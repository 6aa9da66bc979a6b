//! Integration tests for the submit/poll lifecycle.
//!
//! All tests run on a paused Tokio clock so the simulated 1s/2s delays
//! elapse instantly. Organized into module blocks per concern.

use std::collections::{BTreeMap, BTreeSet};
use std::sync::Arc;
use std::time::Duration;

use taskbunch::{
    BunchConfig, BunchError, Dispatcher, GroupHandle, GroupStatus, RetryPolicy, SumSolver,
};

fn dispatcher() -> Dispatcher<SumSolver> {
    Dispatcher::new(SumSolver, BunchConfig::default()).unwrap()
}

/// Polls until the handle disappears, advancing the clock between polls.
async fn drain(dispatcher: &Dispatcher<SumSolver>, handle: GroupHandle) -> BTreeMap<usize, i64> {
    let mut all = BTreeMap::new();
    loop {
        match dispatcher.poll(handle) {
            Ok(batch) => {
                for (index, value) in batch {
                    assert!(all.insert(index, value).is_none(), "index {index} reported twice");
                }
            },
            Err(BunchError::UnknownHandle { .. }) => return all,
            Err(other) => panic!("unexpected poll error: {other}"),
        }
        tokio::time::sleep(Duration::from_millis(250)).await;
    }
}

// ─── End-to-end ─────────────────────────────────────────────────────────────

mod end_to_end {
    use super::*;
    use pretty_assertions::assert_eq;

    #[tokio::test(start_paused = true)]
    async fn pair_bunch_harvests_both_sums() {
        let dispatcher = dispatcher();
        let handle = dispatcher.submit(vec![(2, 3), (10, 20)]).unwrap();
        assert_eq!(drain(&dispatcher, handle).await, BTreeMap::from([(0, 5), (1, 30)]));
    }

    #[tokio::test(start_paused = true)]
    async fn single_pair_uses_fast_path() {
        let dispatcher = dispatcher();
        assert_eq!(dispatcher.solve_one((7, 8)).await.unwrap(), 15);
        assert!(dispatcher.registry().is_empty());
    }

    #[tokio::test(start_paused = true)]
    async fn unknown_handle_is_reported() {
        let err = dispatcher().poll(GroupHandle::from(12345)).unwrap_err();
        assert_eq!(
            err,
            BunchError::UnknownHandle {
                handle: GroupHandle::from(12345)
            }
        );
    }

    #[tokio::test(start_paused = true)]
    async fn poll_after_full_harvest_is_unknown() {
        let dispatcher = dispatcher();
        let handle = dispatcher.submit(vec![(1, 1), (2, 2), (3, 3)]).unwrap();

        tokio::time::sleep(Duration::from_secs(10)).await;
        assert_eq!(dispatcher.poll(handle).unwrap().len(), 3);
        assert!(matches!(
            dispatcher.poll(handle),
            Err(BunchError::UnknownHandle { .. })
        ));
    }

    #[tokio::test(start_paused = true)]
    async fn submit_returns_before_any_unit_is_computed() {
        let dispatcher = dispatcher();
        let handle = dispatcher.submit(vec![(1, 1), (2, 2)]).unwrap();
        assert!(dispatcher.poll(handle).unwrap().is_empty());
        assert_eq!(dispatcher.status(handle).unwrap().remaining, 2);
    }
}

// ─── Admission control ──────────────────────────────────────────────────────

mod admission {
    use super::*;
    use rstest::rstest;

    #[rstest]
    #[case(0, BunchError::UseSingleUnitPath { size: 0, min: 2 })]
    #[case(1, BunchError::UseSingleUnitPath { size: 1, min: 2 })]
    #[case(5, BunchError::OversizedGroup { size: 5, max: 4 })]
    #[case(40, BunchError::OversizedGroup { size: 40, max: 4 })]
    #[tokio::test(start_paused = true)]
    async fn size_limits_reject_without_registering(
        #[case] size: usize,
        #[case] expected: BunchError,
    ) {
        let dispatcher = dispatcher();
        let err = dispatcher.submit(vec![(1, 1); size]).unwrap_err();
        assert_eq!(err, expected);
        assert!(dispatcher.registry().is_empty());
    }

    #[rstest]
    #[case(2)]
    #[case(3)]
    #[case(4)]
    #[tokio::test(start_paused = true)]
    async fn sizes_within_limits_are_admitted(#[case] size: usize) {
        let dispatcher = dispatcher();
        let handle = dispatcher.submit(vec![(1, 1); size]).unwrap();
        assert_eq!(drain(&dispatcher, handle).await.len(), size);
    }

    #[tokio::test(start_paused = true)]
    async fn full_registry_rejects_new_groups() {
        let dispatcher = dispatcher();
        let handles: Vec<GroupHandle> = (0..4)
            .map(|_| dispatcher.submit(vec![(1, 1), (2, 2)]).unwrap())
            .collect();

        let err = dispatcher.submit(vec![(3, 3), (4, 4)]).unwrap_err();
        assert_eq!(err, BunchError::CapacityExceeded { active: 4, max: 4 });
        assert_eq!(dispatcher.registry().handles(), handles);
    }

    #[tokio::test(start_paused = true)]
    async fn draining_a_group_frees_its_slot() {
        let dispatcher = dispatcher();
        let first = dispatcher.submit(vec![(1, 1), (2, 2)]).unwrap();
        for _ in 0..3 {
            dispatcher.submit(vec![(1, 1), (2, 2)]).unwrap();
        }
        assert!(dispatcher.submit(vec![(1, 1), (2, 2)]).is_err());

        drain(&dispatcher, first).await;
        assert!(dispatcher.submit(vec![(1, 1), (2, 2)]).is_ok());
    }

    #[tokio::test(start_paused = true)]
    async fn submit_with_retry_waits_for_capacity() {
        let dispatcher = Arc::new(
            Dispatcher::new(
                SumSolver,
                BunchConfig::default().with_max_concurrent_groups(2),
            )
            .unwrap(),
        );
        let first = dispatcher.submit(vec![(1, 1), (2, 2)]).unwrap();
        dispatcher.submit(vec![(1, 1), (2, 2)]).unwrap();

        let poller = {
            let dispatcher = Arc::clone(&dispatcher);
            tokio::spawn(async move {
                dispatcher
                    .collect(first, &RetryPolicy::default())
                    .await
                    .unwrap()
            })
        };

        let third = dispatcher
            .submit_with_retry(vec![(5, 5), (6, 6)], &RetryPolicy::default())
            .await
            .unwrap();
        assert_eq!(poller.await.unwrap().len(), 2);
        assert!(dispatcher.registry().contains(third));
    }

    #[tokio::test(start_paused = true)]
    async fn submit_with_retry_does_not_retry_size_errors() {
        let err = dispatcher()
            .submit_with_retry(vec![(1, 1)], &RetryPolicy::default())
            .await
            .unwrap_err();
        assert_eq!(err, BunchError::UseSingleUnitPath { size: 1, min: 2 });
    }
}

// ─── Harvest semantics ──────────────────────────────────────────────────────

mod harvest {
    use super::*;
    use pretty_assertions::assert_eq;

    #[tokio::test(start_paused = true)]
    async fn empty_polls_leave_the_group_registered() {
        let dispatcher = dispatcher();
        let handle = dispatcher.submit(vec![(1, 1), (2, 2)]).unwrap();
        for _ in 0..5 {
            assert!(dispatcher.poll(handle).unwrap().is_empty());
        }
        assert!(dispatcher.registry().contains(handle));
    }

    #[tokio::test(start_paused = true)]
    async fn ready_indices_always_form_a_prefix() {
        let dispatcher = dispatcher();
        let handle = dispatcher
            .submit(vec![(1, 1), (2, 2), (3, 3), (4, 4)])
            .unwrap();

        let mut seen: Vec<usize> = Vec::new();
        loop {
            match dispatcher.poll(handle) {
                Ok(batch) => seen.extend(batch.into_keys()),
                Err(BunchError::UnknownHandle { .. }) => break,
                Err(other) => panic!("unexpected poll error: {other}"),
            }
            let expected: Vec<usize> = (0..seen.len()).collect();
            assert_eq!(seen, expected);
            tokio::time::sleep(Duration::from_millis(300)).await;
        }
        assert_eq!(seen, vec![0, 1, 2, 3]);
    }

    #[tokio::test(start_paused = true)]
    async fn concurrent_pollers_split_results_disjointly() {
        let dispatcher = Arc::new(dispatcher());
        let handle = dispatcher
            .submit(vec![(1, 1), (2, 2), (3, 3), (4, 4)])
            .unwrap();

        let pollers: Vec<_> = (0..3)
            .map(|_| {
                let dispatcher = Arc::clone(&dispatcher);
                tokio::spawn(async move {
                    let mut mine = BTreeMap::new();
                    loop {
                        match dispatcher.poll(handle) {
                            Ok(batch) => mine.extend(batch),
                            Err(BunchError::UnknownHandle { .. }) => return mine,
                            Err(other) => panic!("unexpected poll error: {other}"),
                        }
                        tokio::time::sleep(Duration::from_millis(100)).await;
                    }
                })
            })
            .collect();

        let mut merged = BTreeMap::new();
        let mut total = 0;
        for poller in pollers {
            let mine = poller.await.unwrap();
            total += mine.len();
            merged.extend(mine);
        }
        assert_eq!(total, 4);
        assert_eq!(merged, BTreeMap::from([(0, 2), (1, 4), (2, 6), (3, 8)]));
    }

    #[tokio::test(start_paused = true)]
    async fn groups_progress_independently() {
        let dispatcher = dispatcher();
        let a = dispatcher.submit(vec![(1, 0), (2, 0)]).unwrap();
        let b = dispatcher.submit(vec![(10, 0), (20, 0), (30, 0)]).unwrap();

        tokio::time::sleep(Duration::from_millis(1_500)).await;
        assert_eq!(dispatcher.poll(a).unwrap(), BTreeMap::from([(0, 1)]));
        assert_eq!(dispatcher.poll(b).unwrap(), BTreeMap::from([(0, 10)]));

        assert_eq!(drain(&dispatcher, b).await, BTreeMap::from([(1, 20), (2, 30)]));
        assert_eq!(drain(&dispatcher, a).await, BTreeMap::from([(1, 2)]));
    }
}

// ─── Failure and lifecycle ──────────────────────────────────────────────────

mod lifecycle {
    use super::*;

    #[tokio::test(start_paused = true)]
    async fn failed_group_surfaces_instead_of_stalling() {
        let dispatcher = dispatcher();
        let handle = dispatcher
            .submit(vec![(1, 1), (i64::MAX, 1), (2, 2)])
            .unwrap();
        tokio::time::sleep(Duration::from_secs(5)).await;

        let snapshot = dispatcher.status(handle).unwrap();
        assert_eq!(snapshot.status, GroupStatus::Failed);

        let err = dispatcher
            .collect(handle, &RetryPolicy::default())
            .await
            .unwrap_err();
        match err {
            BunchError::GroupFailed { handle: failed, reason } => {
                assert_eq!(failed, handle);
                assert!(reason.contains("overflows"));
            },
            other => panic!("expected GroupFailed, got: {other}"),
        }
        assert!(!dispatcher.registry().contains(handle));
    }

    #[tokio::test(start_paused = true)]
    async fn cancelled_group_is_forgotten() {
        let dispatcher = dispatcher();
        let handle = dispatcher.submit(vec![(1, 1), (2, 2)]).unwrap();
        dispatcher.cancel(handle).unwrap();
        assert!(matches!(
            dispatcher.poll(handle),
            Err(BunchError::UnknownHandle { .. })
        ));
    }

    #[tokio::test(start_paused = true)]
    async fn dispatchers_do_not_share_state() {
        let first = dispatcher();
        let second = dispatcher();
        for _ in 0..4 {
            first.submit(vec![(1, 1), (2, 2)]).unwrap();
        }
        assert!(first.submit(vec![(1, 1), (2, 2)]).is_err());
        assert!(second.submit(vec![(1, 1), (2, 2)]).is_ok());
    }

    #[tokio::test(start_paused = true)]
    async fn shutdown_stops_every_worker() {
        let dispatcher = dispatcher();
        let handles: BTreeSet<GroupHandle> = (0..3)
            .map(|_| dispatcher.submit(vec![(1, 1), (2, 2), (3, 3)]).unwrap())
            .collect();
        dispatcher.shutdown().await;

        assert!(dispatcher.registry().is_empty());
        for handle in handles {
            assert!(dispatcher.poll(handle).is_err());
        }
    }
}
● ● ● ●
→ **YOUR OBJECTIVE**
Extract the first line above and each line after it up to and including the one with "for (index, value)", please, exactly and with nothing else.

→ **RESULT OF THIS TASK**
repository 6aa9da66bc979a6b
//! Integration tests for the submit/poll lifecycle.
//!
//! All tests run on a paused Tokio clock so the simulated 1s/2s delays
//! elapse instantly. Organized into module blocks per concern.

use std::collections::{BTreeMap, BTreeSet};
use std::sync::Arc;
use std::time::Duration;

use taskbunch::{
    BunchConfig, BunchError, Dispatcher, GroupHandle, GroupStatus, RetryPolicy, SumSolver,
};

fn dispatcher() -> Dispatcher<SumSolver> {
    Dispatcher::new(SumSolver, BunchConfig::default()).unwrap()
}

/// Polls until the handle disappears, advancing the clock between polls.
async fn drain(dispatcher: &Dispatcher<SumSolver>, handle: GroupHandle) -> BTreeMap<usize, i64> {
    let mut all = BTreeMap::new();
    loop {
        match dispatcher.poll(handle) {
            Ok(batch) => {
                for (index, value) in batch {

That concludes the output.